March 2025

Welcome to the March 2025 Gradle Build Tool newsletter! Learn about the state of the Configuration Cache and ongoing work towards Gradle 9 and beyond, new Develocity solution page for Gradle Build Tool, upcoming webinars, and new blogs and videos by Gradle community members.

If you’re reading this, consider joining us for a webinar on March 27! In this talk, Stefan Wolf, Principal Software Engineer at Gradle, will discuss troubleshooting local and CI builds for Gradle and Apache Maven. He’ll also show what actually happens when various build and test failures arise and the tools available for solving them rapidly. RSVP here.

From the Community

New Posts

New Videos

New Releases

From the Gradle Team

State of the Configuration Cache - Towards Gradle 9

State of the Configuration Cache - Towards Gradle 9

As Gradle 9.0 approaches, we’re sharing updates on the Configuration Cache—a key feature of the release and one that significantly improves configuration time for large projects. This release will make the Configuration Cache the preferred execution mode, with the goal of enabling it by default in Gradle 10.0. We’ve made substantial progress in 2024, with massive performance and compatibility reporting improvements.

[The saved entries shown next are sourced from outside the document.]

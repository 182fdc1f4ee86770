//! Request and response bodies of the HTTP API
//!
//! Field names follow the dashboard's camelCase convention.

use serde::{Deserialize, Serialize};

use crate::cache::CacheStats;
use crate::jobs::RunRecord;
use crate::probe::RawDeviceId;
use crate::realtime::messages::RoomOccupancy;

#[derive(Debug, Clone, Serialize, Deserialize, PartialEq)]
pub struct HealthResponse {
    pub status: String,
    pub timestamp: String,
}

/// Query of `GET /api/v1/connectivity/statistics`
#[derive(Debug, Clone, Default, Deserialize)]
#[serde(rename_all = "camelCase")]
pub struct StatisticsQuery {
    pub use_cache: Option<bool>,
    pub cache_ttl_minutes: Option<u32>,
}

/// Query of `POST /api/v1/connectivity/batch-check`
#[derive(Debug, Clone, Default, Deserialize)]
#[serde(rename_all = "camelCase")]
pub struct BatchCheckQuery {
    pub max_concurrent: Option<usize>,
}

/// Body of `POST /api/v1/connectivity/batch-check`
///
/// Without `deviceIds` the whole inventory is checked.
#[derive(Debug, Clone, Default, Deserialize)]
#[serde(rename_all = "camelCase")]
pub struct BatchCheckRequest {
    #[serde(default)]
    pub device_ids: Option<Vec<RawDeviceId>>,
}

/// Query of `POST /api/v1/connectivity/refresh-cache`
#[derive(Debug, Clone, Default, Deserialize)]
#[serde(rename_all = "camelCase")]
pub struct RefreshQuery {
    pub cache_ttl_minutes: Option<u32>,
}

/// Body of `POST /api/v1/connectivity/check-ip`
#[derive(Debug, Clone, Deserialize)]
#[serde(rename_all = "camelCase")]
pub struct CheckIpRequest {
    pub business_ip: String,
}

/// Body of `POST /api/v1/jobs/monitor/trigger`
#[derive(Debug, Clone, Default, Deserialize)]
#[serde(rename_all = "camelCase")]
pub struct TriggerRequest {
    #[serde(default)]
    pub user_id: Option<String>,
}

#[derive(Debug, Clone, Serialize, PartialEq)]
#[serde(rename_all = "camelCase")]
pub struct CacheStatusResponse {
    pub message: String,
    pub cache: CacheStats,
}

#[derive(Debug, Clone, Serialize)]
#[serde(rename_all = "camelCase")]
pub struct RealtimeStatsResponse {
    pub active_connections: usize,
    pub rooms: Vec<RoomOccupancy>,
    pub cache: CacheStats,
    pub last_run: Option<RunRecord>,
    pub timestamp: String,
}

/// Query of the WebSocket upgrade
#[derive(Debug, Clone, Default, Deserialize)]
#[serde(rename_all = "camelCase")]
pub struct StreamQuery {
    pub user_id: Option<String>,
}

As Gradle Fellow Tony Robalik noted:

“I’m excited about all the work Gradle has done to make the Configuration Cache stable and the preferred mechanism for running builds. At work, we’ve observed that enabling Configuration Cache globally will recover roughly 4 years of lost engineering time annually. The configuration cache also lays the foundation for Isolated Projects, which has been an eagerly awaited feature since Gradle first announced it several years ago!”
- Tony Robalik, Gradle Fellow and a Senior Software Engineer at Square

Learn more in our recent blog post!

New Solution Page for Gradle Build Tool and Develocity

New Solution Page for Gradle Build Tool and Develocity

As you may have seen, we recently published multiple new solution pages on Gradle.com, our company website. They cover integrations between our Develocity and Build Scan services with various build tools, CI Systems, IDEs, programming languages, test frameworks, and specifications. Of course, there’s a dedicated page for Gradle Build Tool, check it out!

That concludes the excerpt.